* [Exercise prompt]: Only the lines from the start of the entries up to and including the line with "pub(crate) mod fixtures" should be written out, exactly as they stand.

───── Supplied material

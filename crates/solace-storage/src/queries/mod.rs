// SPDX-FileCopyrightText: 2026 Solace Contributors
// SPDX-License-Identifier: MIT OR Apache-2.0

//! Typed query modules. Each function takes `&Database` and runs on the
//! single writer thread.

pub mod conversations;
pub mod credits;
pub mod emotions;
pub mod messages;
pub mod queue;
pub mod users;

use chrono::{DateTime, Utc};
use rusqlite::Row;
use rusqlite::types::Type;
use solace_core::types::parse_timestamp;

/// Read a required timestamp column.
pub(crate) fn timestamp(row: &Row<'_>, idx: usize) -> rusqlite::Result<DateTime<Utc>> {
    let raw: String = row.get(idx)?;
    parse_timestamp(&raw)
        .map_err(|e| rusqlite::Error::FromSqlConversionFailure(idx, Type::Text, Box::new(e)))
}

/// Read a nullable timestamp column.
pub(crate) fn opt_timestamp(row: &Row<'_>, idx: usize) -> rusqlite::Result<Option<DateTime<Utc>>> {
    let raw: Option<String> = row.get(idx)?;
    raw.map(|raw| {
        parse_timestamp(&raw)
            .map_err(|e| rusqlite::Error::FromSqlConversionFailure(idx, Type::Text, Box::new(e)))
    })
    .transpose()
}

/// Test fixtures shared by the query module tests.
#[cfg(test)]
pub(crate) mod fixtures {
    use solace_core::types::{AccountStatus, NewUser, User, UserId};
    use tempfile::{TempDir, tempdir};

    use crate::database::Database;

    pub async fn setup_db() -> (Database, TempDir) {
        let dir = tempdir().unwrap();
        let db_path = dir.path().join("test.db");
        let db = Database::open(db_path.to_str().unwrap()).await.unwrap();
        (db, dir)
    }

    pub fn new_user(id: Option<i64>, first_name: &str, phone: &str) -> NewUser {
        NewUser {
            id: id.map(UserId),
            first_name: first_name.to_string(),
            last_name: String::new(),
            email: None,
            phone_number: phone.to_string(),
            phone_verified: true,
            nudge_enabled: true,
            status: AccountStatus::Active,
        }
    }

    /// System account (id 1) plus one regular user.
    pub async fn seed_pair(db: &Database) -> (User, User) {
        let system = super::users::create_user(db, new_user(Some(1), "Solace", "+15550000001"))
            .await
            .unwrap();
        let user = super::users::create_user(db, new_user(None, "Dana", "+15550000002"))
            .await
            .unwrap();
        (system, user)
    }
}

──────────

* [Task solution]:
filename crates/solace-storage/src/queries/mod.rs
// SPDX-FileCopyrightText: 2026 Solace Contributors
// SPDX-License-Identifier: MIT OR Apache-2.0

//! Typed query modules. Each function takes `&Database` and runs on the
//! single writer thread.

pub mod conversations;
pub mod credits;
pub mod emotions;
pub mod messages;
pub mod queue;
pub mod users;

use chrono::{DateTime, Utc};
use rusqlite::Row;
use rusqlite::types::Type;
use solace_core::types::parse_timestamp;

/// Read a required timestamp column.
pub(crate) fn timestamp(row: &Row<'_>, idx: usize) -> rusqlite::Result<DateTime<Utc>> {
    let raw: String = row.get(idx)?;
    parse_timestamp(&raw)
        .map_err(|e| rusqlite::Error::FromSqlConversionFailure(idx, Type::Text, Box::new(e)))
}

/// Read a nullable timestamp column.
pub(crate) fn opt_timestamp(row: &Row<'_>, idx: usize) -> rusqlite::Result<Option<DateTime<Utc>>> {
    let raw: Option<String> = row.get(idx)?;
    raw.map(|raw| {
        parse_timestamp(&raw)
            .map_err(|e| rusqlite::Error::FromSqlConversionFailure(idx, Type::Text, Box::new(e)))
    })
    .transpose()
}

/// Test fixtures shared by the query module tests.
#[cfg(test)]
pub(crate) mod fixtures {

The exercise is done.